Bridgeview Health Care Center

Facility I.D. Number: 0037358
8100 South Harlem Avenue
Bridgeview, Il 60455

Date of Survey: 09/11/2003

Complaint Investigation

"A" VIOLATION(S):

The facility shall notify the resident’s physician of any accident, injury or significant change in a resident’s condition that threatens the health, safety or welfare of a resident, including, but not limited to, the presence of incipient or manifest decubitus ulcers or a weight loss or gain of five percent or more within a period of 30 days. The facility shall obtain and record the physician’s plan of care for the care or treatment of such accident, injury or change in condition at the time of notification.

The facility must provide the necessary care and services to attain or maintain the highest practicable physical, mental, and psychosocial well-being of the resident, in accordance with each resident’s comprehensive assessment and plan of care. Adequate and properly supervised nursing care and personal care shall be provided to each resident to meet the total nursing and personal care needs of the resident.

General nursing care shall include at a minimum the following and shall be practiced on a 24-hour, seven-day-a-week basis:

All treatments and procedures shall be administered as ordered by the physician.

Objective observations of changes in a resident’s condition, including mental and emotional changes, as a means for analyzing and determining care required and the need for further medical evaluation and treatment shall be made by nursing staff and recorded in the resident’s medical record.

These regulations are not met as evidenced by:

Based on closed record and interviews, facility failed to implement care for R2 who was displaying signs and symptoms of hyperglycemia (elevated glucose levels) for five days and as a result, R2 was transferred to an acute care hospital with the diagnosis of hyperglycemia coma.

Findings Include:

Review of R2's closed records, R2 was admitted to the facility on 10/15/2001 with the diagnosis which includes fracture of the left leg and diabetes. Review of R2's assessment reveals R2's cognitive level was assessed at a level 2, meaning moderately impaired. R2's physician notes dated 10/22/2001, indicates R2 needs accucheck and blood testing to continue to monitor R2's diabetic condition. Physician orders dated 10/22/2001 states the following; Accucheck Mondays and Thursdays twice a day, HBA1c, (evaluating the glucose in the blood) this month and then every three months. According to the nursing medication assessment record medication administration record (MAR) reveals R2's accucheck, blood glucose levels were above normal for five days and no intervention was implemented. The MAR accucheck reading reveals the following; on 11/08/2001 at 6:00 a.m., results were 250, 11/08/2001 at 4:00 p.m. results were 359, 11/12/2001 at 6:00 a.m., results were 302 and then on 11/12/2001 at 4:00 p.m., reading was not done according to documentation. The normal blood glucose levels are between 60 to 120.
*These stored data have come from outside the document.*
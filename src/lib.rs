pub mod attributes;
pub mod egl;
pub mod error;
pub mod platform;

pub use attributes::{ContextFlags, ContextProfile, GlAttributes};
pub use error::{Error, Result};
pub use platform::PlatformProfile;
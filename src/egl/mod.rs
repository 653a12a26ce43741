//! Dynamic EGL: library loading, display sessions, configuration
//! selection, contexts and surfaces.

pub mod context;
pub mod dump;
pub mod info;
pub mod loader;
pub mod select;
pub mod session;
pub mod surface;

pub use context::{context_attributes, ContextSupport};
pub use dump::{ConfigAttribute, ConfigDump};
pub use info::{EglVersion, Extensions};
pub use select::{choose_config, ConfigRequest, ConfigTarget, SelectError, SelectionPolicy};
pub use session::Session;
pub use surface::{window_surface_attributes, SurfaceSupport};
Night nursing notes dated from 11/10/2001 to 11/13/2001, reveals R2 slept at long intervals. According to the nurses’ notes, this was very unusual for R2 to sleep at night. R2 would be up at night yelling, screaming and trying to get out of bed. Precautions were implemented to prevent R2 from falling out of bed at night. Frequent checks of supervision were done on R2 because of the unpredictable behavior displayed by R2 at night.

During interview with E1 (Director of Nursing) on 09/10/03 at 3:30 p.m. in the conference room, E1 told surveyor she remembered R2. R2 was a very noisy resident and needed strict supervision. E1 also told surveyor R2 was constantly at the nursing station because of her unpredictable behavior, yelling and hitting on her cast and trying to get out of her chair. This was on a continuous basis everyday and night.

During interview with E2 (staff nurse) on 09/10/2003 at 2:00 p.m. in the conference room, E2 told surveyor she remembers R2 because R2 was very wild. E2 also told surveyor she was the transferring nurse that transferred R2 to the hospital on 11/13/2001 because of lethargy (symptoms of weakness) and dehydration. E2 further went on to tell surveyor she did not document R2's evening blood glucose but does not remember why. E2 cannot say for sure if the blood glucose was even done because it was about two years ago. E2 also told surveyor she was not aware of the previous blood glucose levels and does not know or understand how or why more attention was not paid to these critical glucose levels.

During a phone interview with Z2 (attending physician) on 09/11/2003 at 11:20 a.m., Z2 told surveyor after review of R2's clinical records, he says R2 was in the facility for about six weeks and the last week, R2's glucose level slowly rose to the 200's to 300's range. Z2 also told surveyor the last two to three days R2 was in the facility, she was getting worse but the facility decided to back-up (hold) the psychotropic drugs to evaluate if the psychotropic medications were causing the symptoms. Z2 further went on to tell the surveyor, looking back, they (the facility) probably did not understand other aspects (illness) of being diabetic and not just looking at the psychiatric concerns.